START Recorded data

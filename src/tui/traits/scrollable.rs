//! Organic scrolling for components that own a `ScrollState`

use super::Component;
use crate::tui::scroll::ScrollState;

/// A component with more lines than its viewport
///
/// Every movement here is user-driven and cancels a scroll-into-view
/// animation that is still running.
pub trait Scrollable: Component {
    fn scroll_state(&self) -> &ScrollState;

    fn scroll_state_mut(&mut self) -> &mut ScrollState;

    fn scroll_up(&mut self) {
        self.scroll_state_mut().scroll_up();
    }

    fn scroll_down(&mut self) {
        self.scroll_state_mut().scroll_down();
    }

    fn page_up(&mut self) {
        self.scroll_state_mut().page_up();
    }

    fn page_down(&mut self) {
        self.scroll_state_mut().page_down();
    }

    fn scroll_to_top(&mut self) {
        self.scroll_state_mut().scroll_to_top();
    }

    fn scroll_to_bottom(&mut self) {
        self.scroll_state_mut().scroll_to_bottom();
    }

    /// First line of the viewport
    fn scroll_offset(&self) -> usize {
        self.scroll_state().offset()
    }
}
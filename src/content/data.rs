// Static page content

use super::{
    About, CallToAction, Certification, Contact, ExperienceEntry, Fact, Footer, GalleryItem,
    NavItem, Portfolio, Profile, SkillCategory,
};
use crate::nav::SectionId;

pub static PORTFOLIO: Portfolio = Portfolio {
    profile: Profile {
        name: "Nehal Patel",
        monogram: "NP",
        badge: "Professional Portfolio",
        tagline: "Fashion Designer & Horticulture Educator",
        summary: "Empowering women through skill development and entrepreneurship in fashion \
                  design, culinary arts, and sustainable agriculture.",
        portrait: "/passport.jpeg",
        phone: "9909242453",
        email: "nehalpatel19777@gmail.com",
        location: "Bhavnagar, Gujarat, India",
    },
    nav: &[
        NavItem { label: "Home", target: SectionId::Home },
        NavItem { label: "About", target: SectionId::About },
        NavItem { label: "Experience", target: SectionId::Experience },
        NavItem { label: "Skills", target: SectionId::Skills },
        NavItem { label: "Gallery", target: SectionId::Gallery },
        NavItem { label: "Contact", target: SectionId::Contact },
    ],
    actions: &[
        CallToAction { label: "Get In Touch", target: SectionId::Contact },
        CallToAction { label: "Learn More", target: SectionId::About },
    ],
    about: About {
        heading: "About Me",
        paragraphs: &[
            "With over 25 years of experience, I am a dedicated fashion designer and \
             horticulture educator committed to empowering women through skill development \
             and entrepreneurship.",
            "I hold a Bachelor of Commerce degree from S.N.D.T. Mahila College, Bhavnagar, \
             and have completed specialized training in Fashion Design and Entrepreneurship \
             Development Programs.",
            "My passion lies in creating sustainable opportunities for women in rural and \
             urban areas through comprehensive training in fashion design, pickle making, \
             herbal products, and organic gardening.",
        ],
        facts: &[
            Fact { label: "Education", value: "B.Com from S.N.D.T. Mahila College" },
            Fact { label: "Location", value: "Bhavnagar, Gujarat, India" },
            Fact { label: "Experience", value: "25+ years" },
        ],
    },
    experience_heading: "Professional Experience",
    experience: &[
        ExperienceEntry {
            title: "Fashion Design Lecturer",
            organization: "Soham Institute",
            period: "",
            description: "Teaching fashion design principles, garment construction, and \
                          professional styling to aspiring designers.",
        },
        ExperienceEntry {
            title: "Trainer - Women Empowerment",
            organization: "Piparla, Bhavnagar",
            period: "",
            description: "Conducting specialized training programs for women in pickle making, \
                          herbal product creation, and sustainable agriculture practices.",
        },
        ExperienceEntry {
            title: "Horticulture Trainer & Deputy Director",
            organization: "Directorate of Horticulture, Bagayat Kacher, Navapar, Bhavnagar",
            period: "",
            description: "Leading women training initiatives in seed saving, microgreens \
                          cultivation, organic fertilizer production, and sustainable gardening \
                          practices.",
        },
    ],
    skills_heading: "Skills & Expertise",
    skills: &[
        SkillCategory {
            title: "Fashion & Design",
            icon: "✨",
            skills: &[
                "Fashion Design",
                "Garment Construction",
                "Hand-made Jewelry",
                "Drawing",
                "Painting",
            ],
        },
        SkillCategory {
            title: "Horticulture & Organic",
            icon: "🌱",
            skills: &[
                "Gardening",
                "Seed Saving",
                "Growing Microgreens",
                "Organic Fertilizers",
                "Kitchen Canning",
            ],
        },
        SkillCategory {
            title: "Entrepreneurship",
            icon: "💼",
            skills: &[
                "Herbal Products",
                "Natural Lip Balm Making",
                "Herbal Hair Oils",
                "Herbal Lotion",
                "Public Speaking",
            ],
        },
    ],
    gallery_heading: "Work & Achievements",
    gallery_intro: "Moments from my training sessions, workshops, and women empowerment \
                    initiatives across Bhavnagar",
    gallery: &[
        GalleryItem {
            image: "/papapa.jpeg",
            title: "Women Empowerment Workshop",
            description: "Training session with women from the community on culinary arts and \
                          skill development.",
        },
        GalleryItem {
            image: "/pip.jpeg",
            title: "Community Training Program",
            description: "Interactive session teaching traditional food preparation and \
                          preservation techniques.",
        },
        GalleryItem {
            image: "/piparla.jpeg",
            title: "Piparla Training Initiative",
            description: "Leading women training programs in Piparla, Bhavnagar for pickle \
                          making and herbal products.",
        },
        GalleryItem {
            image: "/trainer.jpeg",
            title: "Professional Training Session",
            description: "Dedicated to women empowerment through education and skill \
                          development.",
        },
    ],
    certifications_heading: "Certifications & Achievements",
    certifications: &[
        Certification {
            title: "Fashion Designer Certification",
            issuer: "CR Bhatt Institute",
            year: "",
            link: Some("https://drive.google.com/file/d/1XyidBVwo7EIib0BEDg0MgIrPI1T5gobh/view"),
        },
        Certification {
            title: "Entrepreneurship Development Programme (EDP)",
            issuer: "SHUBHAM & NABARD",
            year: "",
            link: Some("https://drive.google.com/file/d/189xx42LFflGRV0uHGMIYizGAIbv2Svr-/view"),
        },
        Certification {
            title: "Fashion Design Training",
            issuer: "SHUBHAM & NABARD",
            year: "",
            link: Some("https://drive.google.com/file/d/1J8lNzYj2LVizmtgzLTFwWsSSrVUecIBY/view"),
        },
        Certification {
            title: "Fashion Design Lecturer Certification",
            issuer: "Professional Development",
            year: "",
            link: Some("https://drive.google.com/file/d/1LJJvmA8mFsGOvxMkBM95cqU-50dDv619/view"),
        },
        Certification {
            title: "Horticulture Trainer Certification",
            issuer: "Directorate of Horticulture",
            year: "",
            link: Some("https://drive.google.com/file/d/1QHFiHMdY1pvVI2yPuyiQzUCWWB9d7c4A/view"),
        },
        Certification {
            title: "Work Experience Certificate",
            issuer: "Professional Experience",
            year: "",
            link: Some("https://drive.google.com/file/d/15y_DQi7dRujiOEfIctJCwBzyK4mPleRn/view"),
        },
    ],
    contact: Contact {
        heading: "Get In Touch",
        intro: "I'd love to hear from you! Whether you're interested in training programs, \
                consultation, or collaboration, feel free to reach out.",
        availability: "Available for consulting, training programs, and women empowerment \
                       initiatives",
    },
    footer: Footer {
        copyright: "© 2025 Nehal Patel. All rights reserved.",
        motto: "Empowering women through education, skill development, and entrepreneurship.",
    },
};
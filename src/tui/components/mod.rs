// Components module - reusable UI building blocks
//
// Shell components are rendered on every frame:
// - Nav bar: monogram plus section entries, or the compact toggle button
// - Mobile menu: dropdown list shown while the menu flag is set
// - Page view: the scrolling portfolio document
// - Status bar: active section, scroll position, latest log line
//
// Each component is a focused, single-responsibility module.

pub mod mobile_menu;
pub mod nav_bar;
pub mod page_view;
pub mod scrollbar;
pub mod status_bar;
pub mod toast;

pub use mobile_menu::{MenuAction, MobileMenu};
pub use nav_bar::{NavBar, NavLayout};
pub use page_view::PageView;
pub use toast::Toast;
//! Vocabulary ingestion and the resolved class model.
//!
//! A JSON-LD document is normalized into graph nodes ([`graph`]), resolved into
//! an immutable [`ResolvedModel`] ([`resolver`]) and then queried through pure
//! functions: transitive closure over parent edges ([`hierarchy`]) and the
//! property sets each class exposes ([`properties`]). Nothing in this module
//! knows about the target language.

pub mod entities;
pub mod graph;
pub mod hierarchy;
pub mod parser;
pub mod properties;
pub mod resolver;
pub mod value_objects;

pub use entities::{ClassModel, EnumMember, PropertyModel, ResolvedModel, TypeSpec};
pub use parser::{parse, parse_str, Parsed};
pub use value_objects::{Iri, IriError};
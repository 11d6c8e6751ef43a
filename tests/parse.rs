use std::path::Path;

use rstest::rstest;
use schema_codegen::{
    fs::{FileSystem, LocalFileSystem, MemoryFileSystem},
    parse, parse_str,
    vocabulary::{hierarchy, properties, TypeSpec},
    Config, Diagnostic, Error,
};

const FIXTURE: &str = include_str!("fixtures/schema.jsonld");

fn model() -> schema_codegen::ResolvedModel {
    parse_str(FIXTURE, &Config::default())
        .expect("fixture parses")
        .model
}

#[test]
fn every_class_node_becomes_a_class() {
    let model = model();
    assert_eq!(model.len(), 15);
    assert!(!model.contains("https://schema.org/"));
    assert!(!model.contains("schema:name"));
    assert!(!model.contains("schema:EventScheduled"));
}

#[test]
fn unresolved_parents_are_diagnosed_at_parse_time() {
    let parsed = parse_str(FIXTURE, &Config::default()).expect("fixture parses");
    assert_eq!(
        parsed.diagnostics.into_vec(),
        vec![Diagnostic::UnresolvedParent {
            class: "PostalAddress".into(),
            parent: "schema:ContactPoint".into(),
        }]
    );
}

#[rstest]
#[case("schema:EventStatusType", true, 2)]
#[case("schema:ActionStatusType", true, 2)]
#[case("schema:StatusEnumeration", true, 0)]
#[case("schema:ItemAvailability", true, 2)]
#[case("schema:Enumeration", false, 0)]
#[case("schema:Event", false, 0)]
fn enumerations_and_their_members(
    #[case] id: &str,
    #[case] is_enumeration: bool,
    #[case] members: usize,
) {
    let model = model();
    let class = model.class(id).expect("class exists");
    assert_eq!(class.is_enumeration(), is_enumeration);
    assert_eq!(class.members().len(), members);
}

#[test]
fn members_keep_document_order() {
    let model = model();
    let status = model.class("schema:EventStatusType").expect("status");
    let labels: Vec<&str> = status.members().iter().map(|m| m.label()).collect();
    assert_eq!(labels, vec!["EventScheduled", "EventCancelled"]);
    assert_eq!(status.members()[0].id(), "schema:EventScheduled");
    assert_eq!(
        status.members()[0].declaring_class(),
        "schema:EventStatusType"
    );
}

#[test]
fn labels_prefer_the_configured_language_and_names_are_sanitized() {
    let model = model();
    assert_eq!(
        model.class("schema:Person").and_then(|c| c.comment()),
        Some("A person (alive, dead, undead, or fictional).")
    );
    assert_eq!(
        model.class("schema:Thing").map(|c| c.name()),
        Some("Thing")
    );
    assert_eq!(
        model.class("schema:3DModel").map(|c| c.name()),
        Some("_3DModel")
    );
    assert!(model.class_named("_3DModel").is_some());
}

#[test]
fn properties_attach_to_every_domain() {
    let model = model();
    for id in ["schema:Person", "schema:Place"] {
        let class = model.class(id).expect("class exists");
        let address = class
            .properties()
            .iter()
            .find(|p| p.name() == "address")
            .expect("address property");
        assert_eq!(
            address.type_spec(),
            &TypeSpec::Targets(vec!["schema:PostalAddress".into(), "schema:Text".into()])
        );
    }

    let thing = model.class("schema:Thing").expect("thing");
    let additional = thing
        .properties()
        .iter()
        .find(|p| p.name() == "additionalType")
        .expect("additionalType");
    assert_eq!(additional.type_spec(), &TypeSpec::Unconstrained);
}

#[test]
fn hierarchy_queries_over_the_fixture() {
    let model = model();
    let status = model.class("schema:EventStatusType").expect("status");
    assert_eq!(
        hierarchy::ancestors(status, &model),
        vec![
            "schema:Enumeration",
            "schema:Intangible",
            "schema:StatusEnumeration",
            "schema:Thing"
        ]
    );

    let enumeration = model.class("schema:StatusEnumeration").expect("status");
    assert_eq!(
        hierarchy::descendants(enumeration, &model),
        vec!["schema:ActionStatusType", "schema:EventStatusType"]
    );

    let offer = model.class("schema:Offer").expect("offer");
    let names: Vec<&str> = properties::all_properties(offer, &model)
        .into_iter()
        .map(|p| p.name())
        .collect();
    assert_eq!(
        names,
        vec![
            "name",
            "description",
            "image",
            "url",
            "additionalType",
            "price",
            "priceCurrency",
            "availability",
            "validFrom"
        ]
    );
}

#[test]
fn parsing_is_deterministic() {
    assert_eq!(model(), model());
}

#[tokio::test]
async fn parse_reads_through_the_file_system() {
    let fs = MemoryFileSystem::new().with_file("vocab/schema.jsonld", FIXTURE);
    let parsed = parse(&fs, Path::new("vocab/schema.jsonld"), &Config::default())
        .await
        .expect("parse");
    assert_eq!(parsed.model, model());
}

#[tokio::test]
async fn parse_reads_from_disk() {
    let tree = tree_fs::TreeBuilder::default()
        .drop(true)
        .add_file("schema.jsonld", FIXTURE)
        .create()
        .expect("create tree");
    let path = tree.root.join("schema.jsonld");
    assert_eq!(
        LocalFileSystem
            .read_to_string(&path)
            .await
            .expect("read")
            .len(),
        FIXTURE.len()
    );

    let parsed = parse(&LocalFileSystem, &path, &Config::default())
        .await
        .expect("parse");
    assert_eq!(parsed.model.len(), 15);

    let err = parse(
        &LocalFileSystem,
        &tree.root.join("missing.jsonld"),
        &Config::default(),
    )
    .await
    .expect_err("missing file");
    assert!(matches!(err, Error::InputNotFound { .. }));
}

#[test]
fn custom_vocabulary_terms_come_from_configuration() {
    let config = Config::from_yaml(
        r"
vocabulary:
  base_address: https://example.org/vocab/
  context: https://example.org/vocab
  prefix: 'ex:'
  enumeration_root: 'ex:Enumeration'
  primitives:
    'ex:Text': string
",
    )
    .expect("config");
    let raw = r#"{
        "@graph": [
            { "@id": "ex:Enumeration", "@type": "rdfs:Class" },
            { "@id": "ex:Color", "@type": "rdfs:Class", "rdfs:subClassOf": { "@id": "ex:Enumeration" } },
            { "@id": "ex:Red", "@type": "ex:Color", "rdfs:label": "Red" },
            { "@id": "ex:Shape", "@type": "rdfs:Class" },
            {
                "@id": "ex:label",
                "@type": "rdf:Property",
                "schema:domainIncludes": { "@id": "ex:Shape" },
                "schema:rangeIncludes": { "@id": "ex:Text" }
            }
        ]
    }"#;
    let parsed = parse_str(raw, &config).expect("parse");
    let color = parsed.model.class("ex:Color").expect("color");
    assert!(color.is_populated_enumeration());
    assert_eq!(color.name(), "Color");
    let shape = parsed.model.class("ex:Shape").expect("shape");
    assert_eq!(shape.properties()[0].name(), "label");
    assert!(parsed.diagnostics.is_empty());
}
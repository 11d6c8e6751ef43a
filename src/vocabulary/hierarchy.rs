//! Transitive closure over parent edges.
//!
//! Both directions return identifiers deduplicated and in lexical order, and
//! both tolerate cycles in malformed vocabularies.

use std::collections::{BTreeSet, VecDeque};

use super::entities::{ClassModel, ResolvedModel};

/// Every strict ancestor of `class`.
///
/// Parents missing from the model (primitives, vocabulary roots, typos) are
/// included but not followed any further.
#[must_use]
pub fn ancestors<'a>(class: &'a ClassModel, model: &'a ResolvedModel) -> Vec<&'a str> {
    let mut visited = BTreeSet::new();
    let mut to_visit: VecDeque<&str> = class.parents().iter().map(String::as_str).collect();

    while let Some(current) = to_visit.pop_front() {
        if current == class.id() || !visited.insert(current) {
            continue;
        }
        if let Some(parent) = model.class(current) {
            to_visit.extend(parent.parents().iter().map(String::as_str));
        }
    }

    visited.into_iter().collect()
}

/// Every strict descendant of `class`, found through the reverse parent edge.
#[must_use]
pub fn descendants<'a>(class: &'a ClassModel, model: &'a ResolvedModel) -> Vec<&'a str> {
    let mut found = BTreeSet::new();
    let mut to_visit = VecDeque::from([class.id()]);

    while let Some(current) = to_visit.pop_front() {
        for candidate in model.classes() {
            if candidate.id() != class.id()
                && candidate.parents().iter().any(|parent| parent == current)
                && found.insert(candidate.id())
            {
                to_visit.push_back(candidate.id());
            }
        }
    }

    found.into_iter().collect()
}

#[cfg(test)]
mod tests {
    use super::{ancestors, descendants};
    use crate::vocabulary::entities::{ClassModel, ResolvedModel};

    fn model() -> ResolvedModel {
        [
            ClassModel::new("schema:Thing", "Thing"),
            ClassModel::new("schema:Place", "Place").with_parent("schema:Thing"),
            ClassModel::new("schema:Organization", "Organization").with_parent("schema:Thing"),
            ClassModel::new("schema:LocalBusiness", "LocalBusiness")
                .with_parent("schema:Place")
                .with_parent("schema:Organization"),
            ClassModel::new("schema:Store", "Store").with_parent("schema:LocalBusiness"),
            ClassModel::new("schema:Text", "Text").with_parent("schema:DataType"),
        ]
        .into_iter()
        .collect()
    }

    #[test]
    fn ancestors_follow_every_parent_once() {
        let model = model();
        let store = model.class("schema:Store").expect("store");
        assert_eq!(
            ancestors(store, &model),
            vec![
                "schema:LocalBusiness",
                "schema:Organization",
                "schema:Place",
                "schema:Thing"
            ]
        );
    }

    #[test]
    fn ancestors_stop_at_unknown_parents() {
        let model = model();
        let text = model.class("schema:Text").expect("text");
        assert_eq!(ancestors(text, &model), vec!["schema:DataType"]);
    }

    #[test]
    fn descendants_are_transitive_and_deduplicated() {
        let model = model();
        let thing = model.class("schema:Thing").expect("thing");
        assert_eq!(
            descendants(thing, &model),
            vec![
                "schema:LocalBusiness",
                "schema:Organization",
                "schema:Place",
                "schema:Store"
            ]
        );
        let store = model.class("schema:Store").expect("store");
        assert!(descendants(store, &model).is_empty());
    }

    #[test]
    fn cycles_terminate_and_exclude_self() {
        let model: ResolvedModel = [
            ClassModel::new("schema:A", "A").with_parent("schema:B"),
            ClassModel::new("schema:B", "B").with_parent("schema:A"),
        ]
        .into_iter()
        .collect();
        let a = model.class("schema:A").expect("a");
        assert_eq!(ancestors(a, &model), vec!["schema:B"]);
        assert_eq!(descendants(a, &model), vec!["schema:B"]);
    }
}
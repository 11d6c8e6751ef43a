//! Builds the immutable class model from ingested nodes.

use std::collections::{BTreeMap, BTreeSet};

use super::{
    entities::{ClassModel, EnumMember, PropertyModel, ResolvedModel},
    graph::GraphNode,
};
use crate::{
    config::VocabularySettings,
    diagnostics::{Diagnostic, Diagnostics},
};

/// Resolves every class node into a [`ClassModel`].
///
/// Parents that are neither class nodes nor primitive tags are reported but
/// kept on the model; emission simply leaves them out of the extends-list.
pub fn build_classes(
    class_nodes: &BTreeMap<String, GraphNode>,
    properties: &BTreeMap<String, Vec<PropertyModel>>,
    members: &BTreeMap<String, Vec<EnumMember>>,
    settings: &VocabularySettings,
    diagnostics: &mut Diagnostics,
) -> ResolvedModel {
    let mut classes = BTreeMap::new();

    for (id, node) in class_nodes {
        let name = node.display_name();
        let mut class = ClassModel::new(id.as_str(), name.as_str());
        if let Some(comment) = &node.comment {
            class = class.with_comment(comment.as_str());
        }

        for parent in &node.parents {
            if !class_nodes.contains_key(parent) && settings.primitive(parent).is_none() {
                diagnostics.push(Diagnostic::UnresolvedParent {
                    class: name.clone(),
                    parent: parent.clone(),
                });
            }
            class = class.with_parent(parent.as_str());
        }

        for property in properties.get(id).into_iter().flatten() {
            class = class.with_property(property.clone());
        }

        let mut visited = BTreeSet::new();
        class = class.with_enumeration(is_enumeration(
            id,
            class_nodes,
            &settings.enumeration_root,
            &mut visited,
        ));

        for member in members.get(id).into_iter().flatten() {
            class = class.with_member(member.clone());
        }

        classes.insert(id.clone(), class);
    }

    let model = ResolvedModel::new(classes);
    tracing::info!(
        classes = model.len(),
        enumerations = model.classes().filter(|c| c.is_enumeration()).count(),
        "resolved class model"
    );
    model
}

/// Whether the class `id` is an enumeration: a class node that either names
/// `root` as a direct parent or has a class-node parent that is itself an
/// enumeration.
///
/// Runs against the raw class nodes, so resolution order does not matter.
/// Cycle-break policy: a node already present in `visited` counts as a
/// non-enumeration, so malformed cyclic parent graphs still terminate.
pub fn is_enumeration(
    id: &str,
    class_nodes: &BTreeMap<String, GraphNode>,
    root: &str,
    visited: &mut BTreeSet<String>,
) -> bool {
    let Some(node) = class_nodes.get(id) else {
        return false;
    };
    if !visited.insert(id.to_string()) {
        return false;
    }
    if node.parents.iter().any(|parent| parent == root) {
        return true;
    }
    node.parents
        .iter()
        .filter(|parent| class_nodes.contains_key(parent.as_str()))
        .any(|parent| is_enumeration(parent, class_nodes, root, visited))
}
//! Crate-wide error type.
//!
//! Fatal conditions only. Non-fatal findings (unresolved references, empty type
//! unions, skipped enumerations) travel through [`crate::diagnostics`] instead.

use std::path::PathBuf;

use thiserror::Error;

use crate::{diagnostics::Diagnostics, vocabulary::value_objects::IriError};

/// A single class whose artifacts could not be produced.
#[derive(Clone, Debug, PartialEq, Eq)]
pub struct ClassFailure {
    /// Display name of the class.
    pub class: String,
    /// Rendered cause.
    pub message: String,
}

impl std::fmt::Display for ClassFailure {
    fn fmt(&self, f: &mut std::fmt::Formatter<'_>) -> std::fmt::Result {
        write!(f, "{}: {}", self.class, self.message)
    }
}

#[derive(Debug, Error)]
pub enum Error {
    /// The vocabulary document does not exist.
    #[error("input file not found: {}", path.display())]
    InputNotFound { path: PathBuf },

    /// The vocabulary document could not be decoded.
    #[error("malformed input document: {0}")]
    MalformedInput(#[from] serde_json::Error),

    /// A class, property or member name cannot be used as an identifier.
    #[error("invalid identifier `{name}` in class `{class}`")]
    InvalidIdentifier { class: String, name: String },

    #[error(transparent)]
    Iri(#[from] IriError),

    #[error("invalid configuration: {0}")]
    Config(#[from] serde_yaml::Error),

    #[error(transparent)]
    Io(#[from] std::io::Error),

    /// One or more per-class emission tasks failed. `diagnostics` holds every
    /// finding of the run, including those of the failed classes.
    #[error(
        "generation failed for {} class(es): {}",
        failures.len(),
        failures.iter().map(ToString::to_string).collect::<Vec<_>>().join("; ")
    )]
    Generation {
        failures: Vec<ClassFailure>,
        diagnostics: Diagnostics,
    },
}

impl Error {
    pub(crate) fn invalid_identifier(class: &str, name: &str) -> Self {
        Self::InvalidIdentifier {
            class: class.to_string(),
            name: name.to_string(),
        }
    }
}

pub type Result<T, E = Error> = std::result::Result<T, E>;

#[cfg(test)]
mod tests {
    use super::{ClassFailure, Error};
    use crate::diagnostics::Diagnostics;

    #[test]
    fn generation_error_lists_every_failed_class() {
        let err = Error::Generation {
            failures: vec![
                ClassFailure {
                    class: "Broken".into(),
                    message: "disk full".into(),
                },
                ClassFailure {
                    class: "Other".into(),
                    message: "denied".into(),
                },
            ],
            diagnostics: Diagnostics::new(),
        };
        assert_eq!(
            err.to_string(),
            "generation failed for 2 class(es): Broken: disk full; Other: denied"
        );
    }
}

END Recorded data

Give the lines again, exactly as they stand, from the beginning of the data through the line with "Designer & Horticulture".

■ **Answer below**
filename src/tui/traits/scrollable.rs
//! Organic scrolling for components that own a `ScrollState`

use super::Component;
use crate::tui::scroll::ScrollState;

/// A component with more lines than its viewport
///
/// Every movement here is user-driven and cancels a scroll-into-view
/// animation that is still running.
pub trait Scrollable: Component {
    fn scroll_state(&self) -> &ScrollState;

    fn scroll_state_mut(&mut self) -> &mut ScrollState;

    fn scroll_up(&mut self) {
        self.scroll_state_mut().scroll_up();
    }

    fn scroll_down(&mut self) {
        self.scroll_state_mut().scroll_down();
    }

    fn page_up(&mut self) {
        self.scroll_state_mut().page_up();
    }

    fn page_down(&mut self) {
        self.scroll_state_mut().page_down();
    }

    fn scroll_to_top(&mut self) {
        self.scroll_state_mut().scroll_to_top();
    }

    fn scroll_to_bottom(&mut self) {
        self.scroll_state_mut().scroll_to_bottom();
    }

    /// First line of the viewport
    fn scroll_offset(&self) -> usize {
        self.scroll_state().offset()
    }
}
filename src/content/data.rs
// Static page content

use super::{
    About, CallToAction, Certification, Contact, ExperienceEntry, Fact, Footer, GalleryItem,
    NavItem, Portfolio, Profile, SkillCategory,
};
use crate::nav::SectionId;

pub static PORTFOLIO: Portfolio = Portfolio {
    profile: Profile {
        name: "Nehal Patel",
        monogram: "NP",
        badge: "Professional Portfolio",
        tagline: "Fashion Designer & Horticulture Educator",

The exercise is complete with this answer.